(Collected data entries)
-.-.-
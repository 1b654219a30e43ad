//! Metadata-only security check, used when source analysis is unavailable

use crate::domain::entities::{ContractEndpoint, Finding, ImplementedEndpoint};
use crate::domain::value_objects::FindingSeverity;

use super::security_pointer;

/// One critical finding per required scheme the endpoint does not declare
pub fn metadata_fallback(
    endpoint: &ImplementedEndpoint,
    contract_endpoint: &ContractEndpoint,
    required_schemes: &[String],
) -> Vec<Finding> {
    let location = endpoint.source_file.display().to_string();

    required_schemes
        .iter()
        .filter(|scheme| {
            !endpoint
                .declared_auth_schemes
                .iter()
                .any(|declared| declared.eq_ignore_ascii_case(scheme))
        })
        .map(|scheme| {
            Finding::mismatch(
                FindingSeverity::Critical,
                &location,
                format!(
                    "Security scheme '{}' required by contract but not found in endpoint {}",
                    scheme,
                    endpoint.label()
                ),
                security_pointer(contract_endpoint, scheme),
            )
            .with_fix(format!(
                "Add security scheme '{}' implementation to endpoint {}",
                scheme,
                endpoint.label()
            ))
            .with_detail("validation_method", "metadata_fallback")
            .with_detail("scheme", scheme.clone())
        })
        .collect()
}
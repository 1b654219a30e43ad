//! Endpoint matching between implementation and contract notations

use crate::domain::entities::{Contract, ContractEndpoint, ImplementedEndpoint};

/// Rewrite `:name` path segments to `{name}`
///
/// Bracketed segments are left alone, so the function is idempotent and
/// `/users/:id` and `/users/{id}` normalize to the same string.
pub fn normalize_path(path: &str) -> String {
    path.split('/')
        .map(|segment| match segment.strip_prefix(':') {
            Some(name) if !name.is_empty() => format!("{{{name}}}"),
            _ => segment.to_string(),
        })
        .collect::<Vec<_>>()
        .join("/")
}

/// Find the contract endpoint for an implemented endpoint
///
/// Methods compare case-insensitively and paths after normalization. The
/// first match in contract order wins.
pub fn find_matching_contract_endpoint<'c>(
    endpoint: &ImplementedEndpoint,
    contract: &'c Contract,
) -> Option<&'c ContractEndpoint> {
    let wanted_path = normalize_path(&endpoint.path);
    contract.endpoints.iter().find(|candidate| {
        candidate.method.eq_ignore_ascii_case(&endpoint.method)
            && normalize_path(&candidate.path) == wanted_path
    })
}

/// JSON pointer to a path item, `~` and `/` escaped per RFC 6901
pub fn json_pointer_for_path(path: &str) -> String {
    format!("#/paths/{}", escape_pointer_token(path))
}

/// JSON pointer to an operation, e.g. `#/paths/~1users~1{id}/get`
pub fn json_pointer_for_operation(path: &str, method: &str) -> String {
    format!("{}/{}", json_pointer_for_path(path), method.to_lowercase())
}

pub fn escape_pointer_token(token: &str) -> String {
    token.replace('~', "~0").replace('/', "~1")
}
-.-.-
Render every record verbatim. Nothing should be left out.

repository 1b654219a30e43ad
//! Metadata-only security check, used when source analysis is unavailable

use crate::domain::entities::{ContractEndpoint, Finding, ImplementedEndpoint};
use crate::domain::value_objects::FindingSeverity;

use super::security_pointer;

/// One critical finding per required scheme the endpoint does not declare
pub fn metadata_fallback(
    endpoint: &ImplementedEndpoint,
    contract_endpoint: &ContractEndpoint,
    required_schemes: &[String],
) -> Vec<Finding> {
    let location = endpoint.source_file.display().to_string();

    required_schemes
        .iter()
        .filter(|scheme| {
            !endpoint
                .declared_auth_schemes
                .iter()
                .any(|declared| declared.eq_ignore_ascii_case(scheme))
        })
        .map(|scheme| {
            Finding::mismatch(
                FindingSeverity::Critical,
                &location,
                format!(
                    "Security scheme '{}' required by contract but not found in endpoint {}",
                    scheme,
                    endpoint.label()
                ),
                security_pointer(contract_endpoint, scheme),
            )
            .with_fix(format!(
                "Add security scheme '{}' implementation to endpoint {}",
                scheme,
                endpoint.label()
            ))
            .with_detail("validation_method", "metadata_fallback")
            .with_detail("scheme", scheme.clone())
        })
        .collect()
}
repository 1b654219a30e43ad
//! Endpoint matching between implementation and contract notations

use crate::domain::entities::{Contract, ContractEndpoint, ImplementedEndpoint};

/// Rewrite `:name` path segments to `{name}`
///
/// Bracketed segments are left alone, so the function is idempotent and
/// `/users/:id` and `/users/{id}` normalize to the same string.
pub fn normalize_path(path: &str) -> String {
    path.split('/')
        .map(|segment| match segment.strip_prefix(':') {
            Some(name) if !name.is_empty() => format!("{{{name}}}"),
            _ => segment.to_string(),
        })
        .collect::<Vec<_>>()
        .join("/")
}

/// Find the contract endpoint for an implemented endpoint
///
/// Methods compare case-insensitively and paths after normalization. The
/// first match in contract order wins.
pub fn find_matching_contract_endpoint<'c>(
    endpoint: &ImplementedEndpoint,
    contract: &'c Contract,
) -> Option<&'c ContractEndpoint> {
    let wanted_path = normalize_path(&endpoint.path);
    contract.endpoints.iter().find(|candidate| {
        candidate.method.eq_ignore_ascii_case(&endpoint.method)
            && normalize_path(&candidate.path) == wanted_path
    })
}

/// JSON pointer to a path item, `~` and `/` escaped per RFC 6901
pub fn json_pointer_for_path(path: &str) -> String {
    format!("#/paths/{}", escape_pointer_token(path))
}

/// JSON pointer to an operation, e.g. `#/paths/~1users~1{id}/get`
pub fn json_pointer_for_operation(path: &str, method: &str) -> String {
    format!("{}/{}", json_pointer_for_path(path), method.to_lowercase())
}

pub fn escape_pointer_token(token: &str) -> String {
    token.replace('~', "~0").replace('/', "~1")
}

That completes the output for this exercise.